Seine Gestalt richtete sich völlig auf, wie eine Medusenmaske hing das Haupt über mir. Gebannt, war ich keiner Bewegung fähig, ich dachte nur: „Das ist der Herr, das ist der Herr!“ - Jetzt erlebte ich ein unbeschreibliches Schauspiel. - Die Augen schlossen sich wieder, ein grauenhaft schreckliches Leben trat in dieses Gesicht. Das Minenspiel wechselte chamäleonartig – ununterbrochen – tausend-, nein hunderttausendfach. Blitzschnell glich dieses Antlitz nacheinander einem Jüngling – einer Frau – einem Kind – und einem Greis. Es wurde fett und hager, bekam Auswüchse wie ein Truthahn, schrumpfte winzig klein zusammen – war im nächsten Augenblick hochmütig gebläht, dehnte, streckte sich, drückte Hohn, Gutmütigkeit, Schadenfreude, Haß aus – voller Runzeln wurde es und wieder glatt wie Stein – aber es war wie ein unerklärliches Naturgeheimnis – ich konnte mich nicht abwenden; eine magische Kraft hielt mich wie festgeschraubt, Schrecken überrieselte mich.
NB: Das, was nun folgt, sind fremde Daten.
//! Repository for the `refresh_tokens` table.

use chirpy_core::types::{DbId, Timestamp};
use sqlx::{PgConnection, PgPool};

use crate::models::refresh_token::RefreshToken;

/// Column list shared across queries to avoid repetition.
const COLUMNS: &str = "token, user_id, created_at, updated_at, expires_at, revoked_at";

/// Provides create / lookup / revoke operations for refresh tokens.
pub struct RefreshTokenRepo;

impl RefreshTokenRepo {
    /// Insert a new refresh token, returning the created row.
    pub async fn create(
        pool: &PgPool,
        token: &str,
        user_id: DbId,
        expires_at: Timestamp,
    ) -> Result<RefreshToken, sqlx::Error> {
        let query = format!(
            "INSERT INTO refresh_tokens (token, user_id, expires_at)
             VALUES ($1, $2, $3)
             RETURNING {COLUMNS}"
        );
        sqlx::query_as::<_, RefreshToken>(&query)
            .bind(token)
            .bind(user_id)
            .bind(expires_at)
            .fetch_one(pool)
            .await
    }

    /// Find a refresh token regardless of its state.
    pub async fn find(pool: &PgPool, token: &str) -> Result<Option<RefreshToken>, sqlx::Error> {
        let query = format!("SELECT {COLUMNS} FROM refresh_tokens WHERE token = $1");
        sqlx::query_as::<_, RefreshToken>(&query)
            .bind(token)
            .fetch_optional(pool)
            .await
    }

    /// Read a refresh token under a `FOR SHARE` row lock.
    ///
    /// Must be called inside a transaction: a concurrent [`Self::revoke`]
    /// blocks until that transaction ends, so a redeem that has read the row
    /// as active finishes before the revocation commits.
    pub async fn find_for_share(
        conn: &mut PgConnection,
        token: &str,
    ) -> Result<Option<RefreshToken>, sqlx::Error> {
        let query = format!("SELECT {COLUMNS} FROM refresh_tokens WHERE token = $1 FOR SHARE");
        sqlx::query_as::<_, RefreshToken>(&query)
            .bind(token)
            .fetch_optional(&mut *conn)
            .await
    }

    /// Revoke a refresh token. Returns `true` if the row transitioned to revoked.
    ///
    /// Already-revoked and unknown tokens are left untouched.
    pub async fn revoke(pool: &PgPool, token: &str) -> Result<bool, sqlx::Error> {
        let result = sqlx::query(
            "UPDATE refresh_tokens SET revoked_at = NOW(), updated_at = NOW()
             WHERE token = $1 AND revoked_at IS NULL",
        )
        .bind(token)
        .execute(pool)
        .await?;
        Ok(result.rows_affected() > 0)
    }
}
Jetzt erschienen Tiergesichter: das Antlitz eines Löwen, dann wurde es spitz und schlau wie ein Schakal – es wandelte sich in einen wilden Hengst mit geblähten Nüstern – wurde vogelartig – dann wie eine Schlange. Es war entsetzlich, ich wollte schreien und konnte nicht. In abscheuliche, blutüberströmte und spitzbübisch feige Fratzen mußte ich blicken. Dann trat endlich langsam Ruhe ein. Wie Wetterleuchten fuhr es noch manchmal über das Antlitz – die verzerrten Larven verschwanden und wiederum schlief vor mir der Mensch Patera. Die geschwungenen Lippen fieberten und bewegten sich schnell. Ich hörte wieder diese seltsame Stimme:

„Du siehst, ich bin der Herr! - Auch ich war verzweifelt, da baute ich mir aus den Trümmern meines Gutes ein Reich. Ich bin der Meister!“

zitiert aus: Alfred Kubin: Die andere Seite. München 1975, Edition Spangenberg im Heinrich Ellermann Verlag

Utopie und Phantastik in der deutschsprachigen Hochliteratur Folge 1:Der Erzähler flieht. Bei der Rückkehr liegt seine Frau im Sterben. In seiner Verwirrung und Verzweiflung erliegt er der Anziehungskraft der Frau des Arztes, welcher er sich in der Nacht nach der Bestattung seiner Frau hingibt. Er benötigt lange Zeit, um die Geschehnisse zu verarbeiten:

Es überfiel mich ein Arbeitsdelirium; im nächsten halben Jahre produzierte ich unter dem Drucke des Schmerzes meine besten Sachen. Ich betäubte mich im Schaffen. Meine Blätter, in der düsteren und fahlen Stimmung des Traumreiches gehalten, sprachen auf verborgene Weise mein Weh aus. Fleißig studierte ich die Poesie der dumpfigen Höfe, der verborgenen Dachkammern, der schattigen Hinterzimmer, staubigen Wendeltreppen, nesselbestandenen Gärten, die blassen Farben der Ziegel- und Holzpflaster, die schwarzen Schlote und die Gesellschaft der bizarren Kamine. Immer wieder auf neue Art variierte ich den einen melanchonischen Grundton, das Elend der Verlassenheit und den Kampf mit der Unsterblichkeit.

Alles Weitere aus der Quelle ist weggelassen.